#### [Work order]
Transcribe all records verbatim.

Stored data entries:
------------------------
//! Peer addresses: `(resolved host, port)` identity values.
//!
//! The host is normalized to a canonical IP string when the value is built,
//! so equality and hashing compare resolved hosts. Names that do not resolve
//! are kept verbatim (lowercased).

use std::fmt;
use std::net::{IpAddr, SocketAddr, ToSocketAddrs};

#[derive(Debug, Clone, PartialEq, Eq, thiserror::Error)]
pub enum AddrError {
    #[error("empty peer address")]
    Empty,
    #[error("invalid peer address '{0}'")]
    Malformed(String),
    #[error("invalid port in peer address '{0}'")]
    InvalidPort(String),
}

#[derive(Debug, Clone, PartialEq, Eq, Hash, PartialOrd, Ord)]
pub struct PeerAddress {
    host: String,
    port: u16,
}

impl PeerAddress {
    /// Build an address, resolving `host` to its canonical form.
    ///
    /// May block on DNS for names that are not IP literals.
    pub fn new(host: &str, port: u16) -> Self {
        Self {
            host: normalize_host(host),
            port,
        }
    }

    pub fn from_ip(ip: IpAddr, port: u16) -> Self {
        Self {
            host: canonical_ip(ip).to_string(),
            port,
        }
    }

    pub fn from_socket_addr(addr: SocketAddr) -> Self {
        Self::from_ip(addr.ip(), addr.port())
    }

    /// Keep `host` as given (trimmed, unbracketed, lowercased) without DNS.
    /// IP literals are still canonicalized.
    pub fn unresolved(host: &str, port: u16) -> Self {
        let bare = host.trim().trim_start_matches('[').trim_end_matches(']');
        let host = match bare.parse::<IpAddr>() {
            Ok(ip) => canonical_ip(ip).to_string(),
            Err(_) => bare.to_ascii_lowercase(),
        };
        Self { host, port }
    }

    /// Parse `host:port`. IPv6 hosts may be bracketed (`[::1]:5000`).
    pub fn parse(s: &str) -> Result<Self, AddrError> {
        let (host, port) = split_host_port(s)?;
        Ok(Self::new(host, port))
    }

    pub fn host(&self) -> &str {
        &self.host
    }

    pub fn port(&self) -> u16 {
        self.port
    }

    /// The host as an IP, if it resolved to one.
    pub fn ip(&self) -> Option<IpAddr> {
        self.host.parse().ok()
    }

    pub fn is_loopback(&self) -> bool {
        self.ip().map(|ip| ip.is_loopback()).unwrap_or(false)
    }

    /// Same port, different host.
    pub fn with_host(&self, host: &str) -> Self {
        Self::new(host, self.port)
    }

    pub fn to_socket_addr(&self) -> Option<SocketAddr> {
        self.ip().map(|ip| SocketAddr::new(ip, self.port))
    }
}

impl fmt::Display for PeerAddress {
    fn fmt(&self, f: &mut fmt::Formatter<'_>) -> fmt::Result {
        if self.host.contains(':') {
            write!(f, "[{}]:{}", self.host, self.port)
        } else {
            write!(f, "{}:{}", self.host, self.port)
        }
    }
}

/// Split `host:port` without resolving. Brackets around IPv6 hosts are
/// stripped.
pub fn split_host_port(s: &str) -> Result<(&str, u16), AddrError> {
    let s = s.trim();
    if s.is_empty() {
        return Err(AddrError::Empty);
    }
    let (host, port) = s
        .rsplit_once(':')
        .ok_or_else(|| AddrError::Malformed(s.to_string()))?;
    let host = host.trim_start_matches('[').trim_end_matches(']');
    if host.is_empty() {
        return Err(AddrError::Malformed(s.to_string()));
    }
    let port: u16 = port
        .parse()
        .map_err(|_| AddrError::InvalidPort(s.to_string()))?;
    Ok((host, port))
}

// ── Normalization ─────────────────────────────────────────────────────────────

/// Resolve a host to its canonical IP string. Idempotent.
///
/// IP literals are canonicalized without touching DNS; IPv4-mapped IPv6
/// addresses collapse to plain IPv4. Names prefer an IPv4 result.
pub fn normalize_host(host: &str) -> String {
    let host = host.trim().trim_start_matches('[').trim_end_matches(']');

    if let Ok(ip) = host.parse::<IpAddr>() {
        return canonical_ip(ip).to_string();
    }

    match (host, 0u16).to_socket_addrs() {
        Ok(addrs) => {
            let addrs: Vec<SocketAddr> = addrs.collect();
            addrs
                .iter()
                .find(|a| a.is_ipv4())
                .or_else(|| addrs.first())
                .map(|a| canonical_ip(a.ip()).to_string())
                .unwrap_or_else(|| host.to_ascii_lowercase())
        }
        Err(_) => host.to_ascii_lowercase(),
    }
}

fn canonical_ip(ip: IpAddr) -> IpAddr {
    match ip {
        IpAddr::V6(v6) => match v6.to_ipv4_mapped() {
            Some(v4) => IpAddr::V4(v4),
            None => IpAddr::V6(v6),
        },
        v4 => v4,
    }
}

/// True for hosts a remote uses to mean "myself": `localhost`, loopback
/// IPs, and the unspecified address.
pub fn is_self_placeholder(host: &str) -> bool {
    let host = host.trim().trim_start_matches('[').trim_end_matches(']');
    if host.eq_ignore_ascii_case("localhost") {
        return true;
    }
    host.parse::<IpAddr>()
        .map(|ip| {
            let ip = canonical_ip(ip);
            ip.is_loopback() || ip.is_unspecified()
        })
        .unwrap_or(false)
}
------------------------
#### [Exercise output]
//! Peer addresses: `(resolved host, port)` identity values.
//!
//! The host is normalized to a canonical IP string when the value is built,
//! so equality and hashing compare resolved hosts. Names that do not resolve
//! are kept verbatim (lowercased).

use std::fmt;
use std::net::{IpAddr, SocketAddr, ToSocketAddrs};

#[derive(Debug, Clone, PartialEq, Eq, thiserror::Error)]
pub enum AddrError {
    #[error("empty peer address")]
    Empty,
    #[error("invalid peer address '{0}'")]
    Malformed(String),
    #[error("invalid port in peer address '{0}'")]
    InvalidPort(String),
}

#[derive(Debug, Clone, PartialEq, Eq, Hash, PartialOrd, Ord)]
pub struct PeerAddress {
    host: String,
    port: u16,
}

impl PeerAddress {
    /// Build an address, resolving `host` to its canonical form.
    ///
    /// May block on DNS for names that are not IP literals.
    pub fn new(host: &str, port: u16) -> Self {
        Self {
            host: normalize_host(host),
            port,
        }
    }

    pub fn from_ip(ip: IpAddr, port: u16) -> Self {
        Self {
            host: canonical_ip(ip).to_string(),
            port,
        }
    }

    pub fn from_socket_addr(addr: SocketAddr) -> Self {
        Self::from_ip(addr.ip(), addr.port())
    }

    /// Keep `host` as given (trimmed, unbracketed, lowercased) without DNS.
    /// IP literals are still canonicalized.
    pub fn unresolved(host: &str, port: u16) -> Self {
        let bare = host.trim().trim_start_matches('[').trim_end_matches(']');
        let host = match bare.parse::<IpAddr>() {
            Ok(ip) => canonical_ip(ip).to_string(),
            Err(_) => bare.to_ascii_lowercase(),
        };
        Self { host, port }
    }

    /// Parse `host:port`. IPv6 hosts may be bracketed (`[::1]:5000`).
    pub fn parse(s: &str) -> Result<Self, AddrError> {
        let (host, port) = split_host_port(s)?;
        Ok(Self::new(host, port))
    }

    pub fn host(&self) -> &str {
        &self.host
    }

    pub fn port(&self) -> u16 {
        self.port
    }

    /// The host as an IP, if it resolved to one.
    pub fn ip(&self) -> Option<IpAddr> {
        self.host.parse().ok()
    }

    pub fn is_loopback(&self) -> bool {
        self.ip().map(|ip| ip.is_loopback()).unwrap_or(false)
    }

    /// Same port, different host.
    pub fn with_host(&self, host: &str) -> Self {
        Self::new(host, self.port)
    }

    pub fn to_socket_addr(&self) -> Option<SocketAddr> {
        self.ip().map(|ip| SocketAddr::new(ip, self.port))
    }
}

impl fmt::Display for PeerAddress {
    fn fmt(&self, f: &mut fmt::Formatter<'_>) -> fmt::Result {
        if self.host.contains(':') {
            write!(f, "[{}]:{}", self.host, self.port)
        } else {
            write!(f, "{}:{}", self.host, self.port)
        }
    }
}

/// Split `host:port` without resolving. Brackets around IPv6 hosts are
/// stripped.
pub fn split_host_port(s: &str) -> Result<(&str, u16), AddrError> {
    let s = s.trim();
    if s.is_empty() {
        return Err(AddrError::Empty);
    }
    let (host, port) = s
        .rsplit_once(':')
        .ok_or_else(|| AddrError::Malformed(s.to_string()))?;
    let host = host.trim_start_matches('[').trim_end_matches(']');
    if host.is_empty() {
        return Err(AddrError::Malformed(s.to_string()));
    }
    let port: u16 = port
        .parse()
        .map_err(|_| AddrError::InvalidPort(s.to_string()))?;
    Ok((host, port))
}

// ── Normalization ─────────────────────────────────────────────────────────────

/// Resolve a host to its canonical IP string. Idempotent.
///
/// IP literals are canonicalized without touching DNS; IPv4-mapped IPv6
/// addresses collapse to plain IPv4. Names prefer an IPv4 result.
pub fn normalize_host(host: &str) -> String {
    let host = host.trim().trim_start_matches('[').trim_end_matches(']');

    if let Ok(ip) = host.parse::<IpAddr>() {
        return canonical_ip(ip).to_string();
    }

    match (host, 0u16).to_socket_addrs() {
        Ok(addrs) => {
            let addrs: Vec<SocketAddr> = addrs.collect();
            addrs
                .iter()
                .find(|a| a.is_ipv4())
                .or_else(|| addrs.first())
                .map(|a| canonical_ip(a.ip()).to_string())
                .unwrap_or_else(|| host.to_ascii_lowercase())
        }
        Err(_) => host.to_ascii_lowercase(),
    }
}

fn canonical_ip(ip: IpAddr) -> IpAddr {
    match ip {
        IpAddr::V6(v6) => match v6.to_ipv4_mapped() {
            Some(v4) => IpAddr::V4(v4),
            None => IpAddr::V6(v6),
        },
        v4 => v4,
    }
}

/// True for hosts a remote uses to mean "myself": `localhost`, loopback
/// IPs, and the unspecified address.
pub fn is_self_placeholder(host: &str) -> bool {
    let host = host.trim().trim_start_matches('[').trim_end_matches(']');
    if host.eq_ignore_ascii_case("localhost") {
        return true;
    }
    host.parse::<IpAddr>()
        .map(|ip| {
            let ip = canonical_ip(ip);
            ip.is_loopback() || ip.is_unspecified()
        })
        .unwrap_or(false)
}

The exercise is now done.